SEARCHING FOR ANSWERS FOR ANSWERS IN THE GRAVE OF THE TSAR
By MICK LaSALLE (Chronicle Staff Critic)

San Francisco Chronicle, April 5, 1997


Tsar Nicholas II

On July 16, 1918, Russian Tsar Nicholas II and his family, under house arrest by the Bolsheviks, were told to assemble for a group picture. They huddled together in the basement and then the Bolsheviks whipped out handguns and shot them all dead.

It was a cold-blooded, messy, protracted murder. It was also one heck of a kick-off to 73 years of Soviet rule. For anyone deluded enough to believe the Bolsheviks were great guys, this mass murder was a big, fat clue. No wonder the Soviets suppressed information surrounding it ---Soviet Communism’s original sin --- for decades.

But now, the Communists are out of power, the forensic scientists are snooping around, and there’s a new documentary at the Roxie, “Mystery of the Last Tsar.” The film attempts to nail down answers to some of history’s unanswered questions about these murders and their aftermaths.

It can’t answer them completely. All the principal players of 1918 are long dead, and the available evidence surrounding some key points is too scanty to be conclusive.

But the film does bring to light a handful of previously unknown facts, and it succeeds in making history breathe.

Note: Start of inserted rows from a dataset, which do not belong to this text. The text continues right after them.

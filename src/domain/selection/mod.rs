// src/domain/selection/mod.rs
//
// Selection Domain
//
// Pure pool-building rules. No I/O; the ledger is handed in by the caller.

pub mod rules;
pub mod value_objects;

pub use rules::{apply_fairness_rule, exclude_winners};
pub use value_objects::{FairnessConfig, FairnessRule, SelectionPool};
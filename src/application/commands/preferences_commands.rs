// src/application/commands/preferences_commands.rs

use crate::application::{
    error_handling::ToErrorResponse,
    preferences::Preferences,
    state::AppState,
};
use crate::infrastructure::read_logs;

pub async fn get_preferences(state: &AppState) -> Result<Preferences, String> {
    Ok(state.preferences())
}

/// Persist preferences. Storage location and credentials apply on next start.
pub async fn save_preferences(state: &AppState, preferences: Preferences) -> Result<(), String> {
    state
        .preferences_store
        .save(&preferences)
        .to_error_response()?;
    state.set_preferences(preferences);
    Ok(())
}

/// Contents of the log file
pub async fn get_logs(state: &AppState) -> Result<String, String> {
    read_logs(&state.log_path).to_error_response()
}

Without overplaying it, director Victoria Lewis uses actors to re-create real events. She also has the good fortune to find her own Shelby Foote in Russian playwright Edvard Radzinsky. Radzinsky, who has researched the death of the imperial family for 25 years, smiles gently at the camera and gives us history in personal terms.

Radzinsky assesses Nicholas II as a kind of Russian Jimmy Carter: “He was a very good man and a very bad tsar.” He presents macabre details --- for example, when the Bolsheviks started shooting, the bullets bounced off the women. The killers, at first, thought it was a miracle. In fact, the victims had jewelry concealed underneath their clothing. (Some 18 pounds of it was recovered from the bodies.) Radzinsky’s research also revealed that the execution order came from Lenin.

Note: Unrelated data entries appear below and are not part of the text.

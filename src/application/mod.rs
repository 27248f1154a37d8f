// src/application/mod.rs
//
// Application Layer
//
// ARCHITECTURE:
// - Boundary between a front end and the services
// - Owns preferences and the shared application state
// - Translates domain entities into DTOs

pub mod commands;
pub mod dto;
pub mod error_handling;
pub mod preferences;
pub mod state;

pub use commands::*;
pub use dto::*;
pub use error_handling::{ErrorResponse, ErrorType, ToErrorResponse};
pub use preferences::{ChancesRule, JsonPreferencesStore, Preferences, PreferencesStore};
pub use state::AppState;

The documentary --- not to confused with the TV documentary “Last Days of the Last Tsar” --- tells the story of how the royal family’s mass grave was discovered by a former KGB agent in 1979 who was forced by his superiors to keep quiet. Only after the fall of Communism in 1991 were the bodies dug up and scientists brought in.

Eleven people were killed in the basement --- the Tsar, the Tsarina, their son, four daughters and four servants. But only nine bodies were recovered. “Mystery of the Last Tsar” speculates that two of the children, including the legendary Anastasia, may have gotten away. Interesting theories are presented, but little proof is offered.

Near the end of this satisfying documentary, the film takes a peculiar but amusing detour, showing a London meeting of the Russian royal family’s descendents. They seem like a squabbling pack of self-important losers, making the Bolsheviks’ butchery seem slightly more understandable, if unjustified.